さて、24節には、有名な「目には目を、歯には歯を」という言葉があります。この言葉からは、やられたらやり返せというけんか腰の態度を感じますし、目をえぐるとか、歯を抜くとか、恐ろしいことを連想します。嫌な言葉です。しかし、本来の意味は、裁判で、犯罪者に罰を与える、あるいは償わせる上での原則です。害を受けた人は激怒し、相手を徹底的に叩きのめそうとすることが多く、殺人に至ることもありますが、むしろ、きちんと裁判をし、受けた害以上の罰を与えないようにし、復讐や倍返しを防止する戒めです。また、罰を与える上では、身分の高い人や同族には甘く、身分の低い人や異民族には厳しくなるものですが、偏見に左右されず、すべての人に平等に、同じ罪には同じ罰を与えるように命じる戒めです。また、文字通り取れば、失明させた者は、目をつぶされることになりますが、金銭で賠償してもよく、多くの場合そうしたものと思われます。日本でも、けんかで片目を失明させた場合、1千万円以上の重い賠償を課せられますが、同じです。

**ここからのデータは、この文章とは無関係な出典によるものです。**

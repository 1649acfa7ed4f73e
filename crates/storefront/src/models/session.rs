//! Session-related types.
//!
//! Types stored in the session for authentication state.

use serde::{Deserialize, Serialize};

use emporium_core::{Email, Role, UserId};

use super::user::User;

/// Session-stored user identity.
///
/// Minimal data stored in the session to identify the logged-in user. The
/// role is a snapshot taken at sign-in; the enabled flag is always read
/// fresh from the database.
#[derive(Debug, Clone, PartialEq, Eq, Serialize, Deserialize)]
pub struct CurrentUser {
    /// User's database ID.
    pub id: UserId,
    /// User's email address.
    pub email: Email,
    /// Role at sign-in.
    pub role: Role,
}

impl From<&User> for CurrentUser {
    fn from(user: &User) -> Self {
        Self {
            id: user.id,
            email: user.email.clone(),
            role: user.role,
        }
    }
}

/// Session keys for authentication data.
pub mod keys {
    /// Key for storing the current logged-in user.
    pub const CURRENT_USER: &str = "current_user";
}
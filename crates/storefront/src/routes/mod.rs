//! HTTP route handlers for storefront.
//!
//! # Route Structure
//!
//! ```text
//! GET  /, GET /home             - Home page (admins are sent to /admin)
//! GET  /health                  - Liveness check
//! GET  /health/ready            - Readiness check (database)
//!
//! # Auth
//! GET  /login                   - Login page
//! POST /login                   - Login action (rate limited)
//! GET  /logout, POST /logout    - Logout action
//! GET  /access-denied           - Shown when the role does not fit
//!
//! # Shop
//! GET  /shop                    - Categories and products
//! GET  /shop/category/{id}      - Products of one category
//! POST /shop/search             - Search product names
//! GET  /shop/viewproduct/{id}   - Product page with availability
//!
//! # Shopper (requires auth)
//! GET  /cart                    - Cart page
//! GET  /wishlist                - Wishlist page
//!
//! # Admin (requires admin role)
//! GET    /admin                               - Dashboard
//! POST   /admin/products/{id}/images          - Upload an additional image
//! DELETE /admin/products/{id}/images/{image}  - Delete an additional image
//! ```

pub mod admin;
pub mod auth;
pub mod cart;
pub mod health;
pub mod home;
pub mod shop;

use axum::{
    Router,
    extract::Request,
    handler::Handler,
    routing::{delete, get, post},
};
use tower_http::trace::TraceLayer;
use tower_sessions::service::SignedCookie;
use tower_sessions::{SessionManagerLayer, SessionStore};

use crate::middleware::{
    access_control_middleware, auth_rate_limiter, request_id_middleware,
    security_headers_middleware,
};
use crate::state::AppState;

/// Create the auth routes router.
pub fn auth_routes() -> Router<AppState> {
    Router::new()
        .route(
            "/login",
            get(auth::login_page).post(auth::login.layer(auth_rate_limiter())),
        )
        .route("/logout", get(auth::logout).post(auth::logout))
        .route("/access-denied", get(auth::access_denied))
}

/// Create the shop routes router.
pub fn shop_routes() -> Router<AppState> {
    Router::new()
        .route("/", get(shop::index))
        .route("/category/{id}", get(shop::category))
        .route("/search", post(shop::search))
        .route("/viewproduct/{id}", get(shop::view_product))
}

/// Create the admin routes router.
pub fn admin_routes() -> Router<AppState> {
    Router::new()
        .route("/", get(admin::dashboard))
        .route("/products/{id}/images", post(admin::upload_image))
        .route(
            "/products/{id}/images/{image_id}",
            delete(admin::delete_image),
        )
}

/// Create all routes for the storefront.
pub fn routes() -> Router<AppState> {
    Router::new()
        .route("/", get(home::home))
        .route("/home", get(home::home))
        .route("/health", get(health::health))
        .route("/health/ready", get(health::readiness))
        .nest("/shop", shop_routes())
        .route("/cart", get(cart::show))
        .route("/wishlist", get(cart::wishlist))
        .nest("/admin", admin_routes())
        .merge(auth_routes())
}

/// The full application: routes plus the middleware stack, minus Sentry.
///
/// Access control runs inside the session layer so it can read the signed-in
/// account.
pub fn app<S>(state: AppState, session_layer: SessionManagerLayer<S, SignedCookie>) -> Router
where
    S: SessionStore + Clone,
{
    routes()
        .layer(axum::middleware::from_fn_with_state(
            state.clone(),
            access_control_middleware,
        ))
        .layer(session_layer)
        .layer(axum::middleware::from_fn(security_headers_middleware))
        .layer(axum::middleware::from_fn(request_id_middleware))
        .layer(
            TraceLayer::new_for_http().make_span_with(|request: &Request| {
                tracing::info_span!(
                    "http_request",
                    method = %request.method(),
                    uri = %request.uri(),
                    request_id = tracing::field::Empty,
                )
            }),
        )
        .with_state(state)
}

しかし、キリストはマタイの福音書5章38節で、「『目には目を、歯には歯を』と言われていたのを、あなたがたは聞いています。しかし、わたしはあなたがたに言います。あなたの右の頬を打つ者には左の頬も向けなさい」と言われました。キリストは、裁判で犯罪者に罰を与えたり償わせたりすることを否定されたのではないと思います。裁判は、本来、人が怒りによってさばくものではなく、普遍的な正義によってさばくもので、それは神のさばきに通じます。キリストが問題にしておられるのは、害を与えられた人の怒りや恨みや復讐心でしょう。そういう感情は、神が喜ばれないだけでなく、その人自身を苦しめるものです。ですから、癒されなければなりません。幸いにも、キリストへの信仰と聖霊の働きによって癒されるのです。